• _WHAT YOU WILL DO_: Every line of the material is to be reproduced verbatim.

• _DATA FOR THIS TASK_:
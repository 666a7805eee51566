//! Configuration validation.
//!
//! # Responsibilities
//! - Semantic validation (serde handles syntactic)
//! - Validate value ranges (timeouts > 0, ports present)
//!
//! # Design Decisions
//! - Returns all validation errors, not just first
//! - Validation is pure function: HostConfig → Result<(), Vec<ValidationError>>
//! - Runs before config is accepted into the system

use thiserror::Error;

use crate::config::schema::HostConfig;

const LOG_LEVELS: [&str; 5] = ["trace", "debug", "info", "warn", "error"];

/// A single semantic problem with the configuration.
#[derive(Debug, Clone, PartialEq, Eq, Error)]
pub enum ValidationError {
    #[error("{field}: bind address is empty")]
    EmptyAddress { field: &'static str },

    #[error("{field}: bind address {address:?} has no port")]
    MissingPort { field: &'static str, address: String },

    #[error("rpc.max_message_bytes must be greater than zero")]
    ZeroMessageSize,

    #[error("http.request_timeout_secs must be greater than zero")]
    ZeroTimeout,

    #[error("observability.log_level {0:?} is not a known level")]
    UnknownLogLevel(String),
}

/// Expand the `:PORT` shorthand into an all-interfaces address.
pub fn normalize_authority(address: &str) -> String {
    let trimmed = address.trim();
    if trimmed.starts_with(':') {
        format!("0.0.0.0{}", trimmed)
    } else {
        trimmed.to_string()
    }
}

fn check_address(field: &'static str, address: &str, errors: &mut Vec<ValidationError>) {
    if address.is_empty() {
        errors.push(ValidationError::EmptyAddress { field });
        return;
    }
    let has_port = address
        .rsplit_once(':')
        .map(|(_, port)| port.parse::<u16>().is_ok())
        .unwrap_or(false);
    if !has_port {
        errors.push(ValidationError::MissingPort {
            field,
            address: address.to_string(),
        });
    }
}

/// Validate a fully layered configuration.
pub fn validate_config(config: &HostConfig) -> Result<(), Vec<ValidationError>> {
    let mut errors = Vec::new();

    check_address("rpc.bind_address", &config.rpc.bind_address, &mut errors);
    check_address("http.bind_address", &config.http.bind_address, &mut errors);

    if config.rpc.max_message_bytes == 0 {
        errors.push(ValidationError::ZeroMessageSize);
    }
    if config.http.request_timeout_secs == 0 {
        errors.push(ValidationError::ZeroTimeout);
    }

    let level = config.observability.log_level.to_ascii_lowercase();
    if !LOG_LEVELS.contains(&level.as_str()) {
        errors.push(ValidationError::UnknownLogLevel(
            config.observability.log_level.clone(),
        ));
    }

    if errors.is_empty() {
        Ok(())
    } else {
        Err(errors)
    }
}
//! Observability subsystem.
//!
//! # Data Flow
//! ```text
//! All subsystems produce:
//!     → logging.rs (structured log events)
//!     → metrics.rs (counters, gauges)
//!
//! Consumers:
//!     → stdout (pretty or JSON)
//!     → GET /metrics on the HTTP listener (Prometheus scrape)
//! ```

pub mod logging;
pub mod metrics;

• _YOUR SOLUTION_:
repository 666a7805eee51566
//! Configuration validation.
//!
//! # Responsibilities
//! - Semantic validation (serde handles syntactic)
//! - Validate value ranges (timeouts > 0, ports present)
//!
//! # Design Decisions
//! - Returns all validation errors, not just first
//! - Validation is pure function: HostConfig → Result<(), Vec<ValidationError>>
//! - Runs before config is accepted into the system

use thiserror::Error;

use crate::config::schema::HostConfig;

const LOG_LEVELS: [&str; 5] = ["trace", "debug", "info", "warn", "error"];

/// A single semantic problem with the configuration.
#[derive(Debug, Clone, PartialEq, Eq, Error)]
pub enum ValidationError {
    #[error("{field}: bind address is empty")]
    EmptyAddress { field: &'static str },

    #[error("{field}: bind address {address:?} has no port")]
    MissingPort { field: &'static str, address: String },

    #[error("rpc.max_message_bytes must be greater than zero")]
    ZeroMessageSize,

    #[error("http.request_timeout_secs must be greater than zero")]
    ZeroTimeout,

    #[error("observability.log_level {0:?} is not a known level")]
    UnknownLogLevel(String),
}

/// Expand the `:PORT` shorthand into an all-interfaces address.
pub fn normalize_authority(address: &str) -> String {
    let trimmed = address.trim();
    if trimmed.starts_with(':') {
        format!("0.0.0.0{}", trimmed)
    } else {
        trimmed.to_string()
    }
}

fn check_address(field: &'static str, address: &str, errors: &mut Vec<ValidationError>) {
    if address.is_empty() {
        errors.push(ValidationError::EmptyAddress { field });
        return;
    }
    let has_port = address
        .rsplit_once(':')
        .map(|(_, port)| port.parse::<u16>().is_ok())
        .unwrap_or(false);
    if !has_port {
        errors.push(ValidationError::MissingPort {
            field,
            address: address.to_string(),
        });
    }
}

/// Validate a fully layered configuration.
pub fn validate_config(config: &HostConfig) -> Result<(), Vec<ValidationError>> {
    let mut errors = Vec::new();

    check_address("rpc.bind_address", &config.rpc.bind_address, &mut errors);
    check_address("http.bind_address", &config.http.bind_address, &mut errors);

    if config.rpc.max_message_bytes == 0 {
        errors.push(ValidationError::ZeroMessageSize);
    }
    if config.http.request_timeout_secs == 0 {
        errors.push(ValidationError::ZeroTimeout);
    }

    let level = config.observability.log_level.to_ascii_lowercase();
    if !LOG_LEVELS.contains(&level.as_str()) {
        errors.push(ValidationError::UnknownLogLevel(
            config.observability.log_level.clone(),
        ));
    }

    if errors.is_empty() {
        Ok(())
    } else {
        Err(errors)
    }
}
//! Observability subsystem.
//!
//! # Data Flow
//! ```text
//! All subsystems produce:
//!     → logging.rs (structured log events)
//!     → metrics.rs (counters, gauges)
//!
//! Consumers:
//!     → stdout (pretty or JSON)
//!     → GET /metrics on the HTTP listener (Prometheus scrape)
//! ```

pub mod logging;
pub mod metrics;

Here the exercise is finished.